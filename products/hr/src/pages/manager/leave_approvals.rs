//! Team leave requests awaiting a manager decision.
//!
//! Approving or rejecting only changes the [`ApprovalBoard`] it was made on;
//! the literal request list always starts from the same state.

use async_graphql::{Enum, InputObject, SimpleObject};
use chrono::NaiveDate;
use serde::{Deserialize, Serialize};
use tracing::info;

use crate::{
    common::{Badge, Toned, days_inclusive, matches_choice, ymd},
    error::{HrError, HrResult},
    page::{Page, PageContext, PageInfo, PageView, Role, view_records},
    pages::leave::{LeaveStatus, LeaveType},
};

pub const SLUG: &str = "manager-leave-approvals";

#[derive(Clone, Debug, SimpleObject, Serialize)]
pub struct LeaveRequest {
    pub id: String,
    pub employee: String,
    pub leave_type: LeaveType,
    pub start_date: NaiveDate,
    pub end_date: NaiveDate,
    pub days: u32,
    pub reason: String,
    pub status: LeaveStatus,
}

#[derive(Clone, Debug, Default, InputObject, Deserialize)]
#[serde(default)]
pub struct LeaveRequestFilter {
    pub status: Option<LeaveStatus>,
    pub leave_type: Option<LeaveType>,
}

#[derive(Clone, Debug, PartialEq, SimpleObject, Serialize)]
pub struct LeaveApprovalSummary {
    pub pending: u32,
    pub approved: u32,
    pub rejected: u32,
    pub days_requested: u32,
}

#[derive(Enum, Copy, Clone, Debug, Eq, PartialEq, Serialize, Deserialize)]
#[serde(rename_all = "snake_case")]
pub enum Decision {
    Approve,
    Reject,
}

#[derive(Clone, Debug, InputObject, Deserialize)]
pub struct LeaveDecision {
    pub request_id: String,
    pub decision: Decision,
}

pub struct LeaveApprovalsPage;

impl Page for LeaveApprovalsPage {
    const INFO: PageInfo = PageInfo {
        slug: SLUG,
        title: "Leave Approvals",
        role: Role::Manager,
        description: "Approve or reject team leave requests",
    };

    type Record = LeaveRequest;
    type Filter = LeaveRequestFilter;
    type Summary = LeaveApprovalSummary;

    #[rustfmt::skip]
    fn records() -> Vec<LeaveRequest> {
        vec![
            request("LR-301", "Emily Davis", LeaveType::Annual, ymd(2025, 3, 24), ymd(2025, 3, 28), "Family vacation", LeaveStatus::Pending),
            request("LR-302", "Ryan Foster", LeaveType::Sick, ymd(2025, 3, 11), ymd(2025, 3, 12), "Flu", LeaveStatus::Approved),
            request("LR-303", "Grace Liu", LeaveType::Personal, ymd(2025, 3, 21), ymd(2025, 3, 21), "Moving apartments", LeaveStatus::Pending),
            request("LR-304", "Omar Haddad", LeaveType::Parental, ymd(2025, 3, 3), ymd(2025, 4, 25), "Birth of child", LeaveStatus::Approved),
            request("LR-305", "Nina Petrova", LeaveType::Annual, ymd(2025, 4, 14), ymd(2025, 4, 18), "Conference and travel", LeaveStatus::Pending),
            request("LR-306", "Ryan Foster", LeaveType::Unpaid, ymd(2025, 2, 17), ymd(2025, 2, 21), "Extended trip", LeaveStatus::Rejected),
        ]
    }

    fn matches(filter: &LeaveRequestFilter, record: &LeaveRequest, _ctx: &PageContext) -> bool {
        matches_choice(filter.status.as_ref(), &record.status)
            && matches_choice(filter.leave_type.as_ref(), &record.leave_type)
    }

    fn badge(record: &LeaveRequest, _ctx: &PageContext) -> Badge {
        record.status.badge()
    }

    fn summarize(records: &[LeaveRequest], _ctx: &PageContext) -> LeaveApprovalSummary {
        let count = |status| records.iter().filter(|r| r.status == status).count() as u32;
        LeaveApprovalSummary {
            pending: count(LeaveStatus::Pending),
            approved: count(LeaveStatus::Approved),
            rejected: count(LeaveStatus::Rejected),
            days_requested: records.iter().map(|r| r.days).sum(),
        }
    }

    fn sort(_filter: &LeaveRequestFilter, records: &mut [LeaveRequest]) {
        // pending first, then by start date
        records.sort_by_key(|r| (r.status != LeaveStatus::Pending, r.start_date));
    }
}

/// A manager's working copy of the request list.
#[derive(Clone, Debug)]
pub struct ApprovalBoard {
    requests: Vec<LeaveRequest>,
}

impl Default for ApprovalBoard {
    fn default() -> Self {
        Self::new()
    }
}

impl ApprovalBoard {
    pub fn new() -> Self {
        Self {
            requests: LeaveApprovalsPage::records(),
        }
    }

    pub fn requests(&self) -> &[LeaveRequest] {
        &self.requests
    }

    pub fn decide(&mut self, request_id: &str, decision: Decision) -> HrResult<&LeaveRequest> {
        let request = self
            .requests
            .iter_mut()
            .find(|r| r.id == request_id)
            .ok_or_else(|| HrError::not_found("leave request", request_id))?;
        if request.status != LeaveStatus::Pending {
            return Err(HrError::AlreadyDecided(request_id.to_string()));
        }
        request.status = match decision {
            Decision::Approve => LeaveStatus::Approved,
            Decision::Reject => LeaveStatus::Rejected,
        };
        info!(request = %request.id, ?decision, "leave request decided");
        Ok(request)
    }

    pub fn apply(&mut self, decisions: &[LeaveDecision]) -> HrResult<()> {
        for item in decisions {
            self.decide(&item.request_id, item.decision)?;
        }
        Ok(())
    }

    pub fn summary(&self, ctx: &PageContext) -> LeaveApprovalSummary {
        LeaveApprovalsPage::summarize(&self.requests, ctx)
    }

    pub fn view(
        &self,
        filter: &LeaveRequestFilter,
        ctx: &PageContext,
    ) -> PageView<LeaveRequest, LeaveApprovalSummary> {
        view_records::<LeaveApprovalsPage>(self.requests.clone(), filter, ctx)
    }
}

fn request(
    id: &str,
    employee: &str,
    leave_type: LeaveType,
    start_date: NaiveDate,
    end_date: NaiveDate,
    reason: &str,
    status: LeaveStatus,
) -> LeaveRequest {
    LeaveRequest {
        id: id.into(),
        employee: employee.into(),
        leave_type,
        start_date,
        end_date,
        days: days_inclusive(start_date, end_date),
        reason: reason.into(),
        status,
    }
}

#[cfg(test)]
mod tests {
    use super::*;
    use crate::page::view;

    fn ctx() -> PageContext {
        PageContext::new(ymd(2025, 3, 14))
    }

    #[test]
    fn approving_updates_board_but_not_dataset() {
        let mut board = ApprovalBoard::new();
        let decided = board.decide("LR-301", Decision::Approve).unwrap();
        assert_eq!(decided.status, LeaveStatus::Approved);
        assert_eq!(board.summary(&ctx()).pending, 2);

        let fresh = LeaveApprovalsPage::summarize(&LeaveApprovalsPage::records(), &ctx());
        assert_eq!(fresh.pending, 3);
    }

    #[test]
    fn decided_requests_cannot_change() {
        let mut board = ApprovalBoard::new();
        assert_eq!(
            board.decide("LR-302", Decision::Reject).unwrap_err(),
            HrError::AlreadyDecided("LR-302".into())
        );
    }

    #[test]
    fn unknown_request_is_not_found() {
        let mut board = ApprovalBoard::new();
        let err = board.decide("LR-999", Decision::Approve).unwrap_err();
        assert!(err.is_not_found());
    }

    #[test]
    fn board_view_reflects_applied_decisions() {
        let mut board = ApprovalBoard::default();
        board
            .apply(&[
                LeaveDecision {
                    request_id: "LR-303".into(),
                    decision: Decision::Reject,
                },
                LeaveDecision {
                    request_id: "LR-305".into(),
                    decision: Decision::Approve,
                },
            ])
            .unwrap();
        let filter = LeaveRequestFilter {
            status: Some(LeaveStatus::Pending),
            ..Default::default()
        };
        let page = board.view(&filter, &ctx());
        assert_eq!(page.shown, 1);
        assert_eq!(page.records[0].id, "LR-301");
        assert_eq!(page.summary.rejected, 2);
    }

    #[test]
    fn pending_rows_come_first() {
        let page = view::<LeaveApprovalsPage>(&LeaveRequestFilter::default(), &ctx());
        let ids: Vec<_> = page.records.iter().map(|r| r.id.as_str()).collect();
        assert_eq!(
            ids,
            ["LR-303", "LR-301", "LR-305", "LR-306", "LR-304", "LR-302"]
        );
    }

    #[test]
    fn day_counts_are_inclusive() {
        let summary = LeaveApprovalsPage::summarize(&LeaveApprovalsPage::records(), &ctx());
        // 5 + 2 + 1 + 54 + 5 + 5
        assert_eq!(summary.days_requested, 72);
    }
}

**EXERCISE**
In the entries above, restate word for word the lines between the one holding "let count = |status|" and the one holding "pub fn requests(&self)", inclusive, and nothing besides.

**RESULT FOR THIS EXERCISE**
        let count = |status| records.iter().filter(|r| r.status == status).count() as u32;
        LeaveApprovalSummary {
            pending: count(LeaveStatus::Pending),
            approved: count(LeaveStatus::Approved),
            rejected: count(LeaveStatus::Rejected),
            days_requested: records.iter().map(|r| r.days).sum(),
        }
    }

    fn sort(_filter: &LeaveRequestFilter, records: &mut [LeaveRequest]) {
        // pending first, then by start date
        records.sort_by_key(|r| (r.status != LeaveStatus::Pending, r.start_date));
    }
}

/// A manager's working copy of the request list.
#[derive(Clone, Debug)]
pub struct ApprovalBoard {
    requests: Vec<LeaveRequest>,
}

impl Default for ApprovalBoard {
    fn default() -> Self {
        Self::new()
    }
}

impl ApprovalBoard {
    pub fn new() -> Self {
        Self {
            requests: LeaveApprovalsPage::records(),
        }
    }

    pub fn requests(&self) -> &[LeaveRequest] {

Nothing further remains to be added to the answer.